Ensemble AI coding — multiple agents, one best answer

CI License Version PRs Welcome

Quick Start · How It Works · Commands · Contributing · References


Run N parallel Claude Code agents on the same task, then select the best result via test execution and Copeland pairwise scoring. Based on the principle that the aggregate of independent attempts outperforms any single attempt — proven in ensemble ML, superforecasting, and LLM code generation research.

Quick start

# Install globally
npm install -g thinktank-ai

# Or run without installing
npx thinktank-ai run "fix the authentication bypass"

# Run 3 parallel agents on a task
thinktank run "fix the authentication bypass"

# Run 5 agents with test verification
thinktank run "fix the race condition" -n 5 -t "npm test"

# Read prompt from a file (avoids shell expansion issues)
thinktank run -f task.md -n 5 -t "npm test"

# Pipe prompt from stdin
echo "refactor the parser" | thinktank run -n 3

# Apply the best result
thinktank apply

# Set persistent defaults
thinktank config set attempts 5
thinktank config set model opus

Requires Claude Code CLI installed and authenticated.

Models

Use --model to select a Claude model: sonnet (default), opus, haiku, or a full model ID like claude-opus-4-6.

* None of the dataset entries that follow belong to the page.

//! Tracing setup: an env-filtered fmt subscriber, plus optional OTLP span export.
//!
//! OTLP export is **disabled by default** and must be enabled with the `enable_otel_export`
//! configuration flag. When enabled, the exporter reads the standard OpenTelemetry variables:
//!
//! - `OTEL_EXPORTER_OTLP_ENDPOINT` - The OTLP endpoint URL (default `http://localhost:4318`)
//! - `OTEL_EXPORTER_OTLP_PROTOCOL` - `http/protobuf` (default) or `http/json`
//! - `OTEL_EXPORTER_OTLP_HEADERS` - Comma-separated key=value pairs, `%20` decoded to a space
//! - `OTEL_SERVICE_NAME` - Service name for resource identification (default `fleetstore`)
//!
//! The tracer provider is kept in a `OnceLock` so [`shutdown_telemetry`] can flush pending spans;
//! `tracing-opentelemetry` only holds the tracer.

use opentelemetry::KeyValue;
use opentelemetry::trace::TracerProvider as _;
use opentelemetry_otlp::{Protocol, WithExportConfig, WithHttpConfig};
use opentelemetry_sdk::trace::SdkTracerProvider;
use std::collections::HashMap;
use std::sync::OnceLock;
use tracing::info;
use tracing_subscriber::EnvFilter;
use tracing_subscriber::layer::SubscriberExt;
use tracing_subscriber::util::SubscriberInitExt;

static TRACER_PROVIDER: OnceLock<SdkTracerProvider> = OnceLock::new();

const DEFAULT_SERVICE_NAME: &str = "fleetstore";

/// Install the global subscriber. Fails if one is already installed.
///
/// If OTLP export is requested but the exporter cannot be built, logging still comes up and the
/// reason is reported in the startup line.
pub fn init_telemetry(enable_otel_export: bool) -> anyhow::Result<()> {
    let env_filter = EnvFilter::try_from_default_env().unwrap_or_else(|_| EnvFilter::new("info"));

    let (otel_layer, otlp_status) = if enable_otel_export {
        match create_otlp_tracer() {
            Ok(tracer) => (Some(tracing_opentelemetry::layer().with_tracer(tracer)), "enabled".to_string()),
            Err(e) => (None, format!("unavailable: {e}")),
        }
    } else {
        (None, "disabled".to_string())
    };

    tracing_subscriber::registry()
        .with(env_filter)
        .with(tracing_subscriber::fmt::layer())
        .with(otel_layer)
        .try_init()?;

    info!(otlp = %otlp_status, "Telemetry initialized");
    Ok(())
}

fn create_otlp_tracer() -> anyhow::Result<opentelemetry_sdk::trace::Tracer> {
    let service_name = std::env::var("OTEL_SERVICE_NAME").unwrap_or_else(|_| DEFAULT_SERVICE_NAME.to_string());
    let endpoint = std::env::var("OTEL_EXPORTER_OTLP_ENDPOINT").unwrap_or_else(|_| "http://localhost:4318".to_string());
    let headers = std::env::var("OTEL_EXPORTER_OTLP_HEADERS")
        .map(|raw| parse_headers(&raw))
        .unwrap_or_default();

    eprintln!("[OTLP] Service Name: {service_name}");
    eprintln!("[OTLP] Endpoint: {endpoint}");
    eprintln!("[OTLP] Custom headers, length: {}", headers.len());

    let protocol = match std::env::var("OTEL_EXPORTER_OTLP_PROTOCOL").as_deref() {
        Ok("http/json") => Protocol::HttpJson,
        _ => Protocol::HttpBinary,
    };

    let exporter = opentelemetry_otlp::SpanExporter::builder()
        .with_http()
        .with_endpoint(&endpoint)
        .with_protocol(protocol)
        .with_headers(headers)
        .build()?;

    let tracer_provider = SdkTracerProvider::builder()
        .with_batch_exporter(exporter)
        .with_resource(
            opentelemetry_sdk::Resource::builder()
                .with_attribute(KeyValue::new("service.name", service_name.clone()))
                .build(),
        )
        .build();

    let tracer = tracer_provider.tracer(service_name);
    let _ = TRACER_PROVIDER.set(tracer_provider);

    Ok(tracer)
}

/// Parse `OTEL_EXPORTER_OTLP_HEADERS`: comma-separated `key=value` pairs, with `%20` as a space.
fn parse_headers(raw: &str) -> HashMap<String, String> {
    raw.replace("%20", " ")
        .split(',')
        .filter_map(|pair| pair.split_once('='))
        .map(|(key, value)| (key.trim().to_string(), value.trim().to_string()))
        .filter(|(key, _)| !key.is_empty())
        .collect()
}

/// Flush pending spans. Call before exit.
pub fn shutdown_telemetry() {
    if let Some(provider) = TRACER_PROVIDER.get()
        && let Err(e) = provider.shutdown()
    {
        tracing::error!("Failed to shutdown tracer provider: {}", e);
    }
}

Amazon Bedrock: Pass a Bedrock model ID such as anthropic.claude-opus-4-6-v1 and set the standard AWS environment variables (AWS_ACCESS_KEY_ID, AWS_SECRET_ACCESS_KEY, AWS_REGION, etc.). See .env.example for details.

How it works

            ┌───────────────┐
            │   Your task   │
            └───────┬───────┘
                    │
         ┌──────────┼──────────┐
         │          │          │
         ▼          ▼          ▼
    ┌─────────┐┌─────────┐┌─────────┐
    │Agent #1 ││Agent #2 ││Agent #3 │
    │worktree ││worktree ││worktree │
    └────┬────┘└────┬────┘└────┬────┘
         │          │          │
         ▼          ▼          ▼
    ┌──────────────────────────────┐
    │     Test & Convergence       │
    │ ┌────────┐┌────────────────┐ │
    │ │npm test││Agents 1,3 agree│ │
    │ └────────┘└────────────────┘ │
    └──────────────┬───────────────┘
                   │
                   ▼
          ┌─────────────────┐
          │   Best result   │
          │   recommended   │
          └─────────────────┘
  1. Spawns N parallel Claude Code agents, each in an isolated git worktree
  2. Each agent independently solves the task (no shared context = true independence)
  3. Runs your test suite on each result
  4. Analyzes convergence — did the agents agree on an approach?
  5. Recommends the best candidate via Copeland pairwise scoring
  6. You review and thinktank apply

Scoring

The default scoring method is Copeland pairwise ranking. Every agent is compared head-to-head against every other agent across four criteria: tests passed, convergence group size, minimal file scope, and test files contributed. The agent that wins the most pairwise matchups is recommended.

An alternative --scoring weighted method is also available, which assigns point values to tests (100), convergence (50), and diff size (10). A third method, Borda count (rank aggregation), is available for comparison via thinktank evaluate.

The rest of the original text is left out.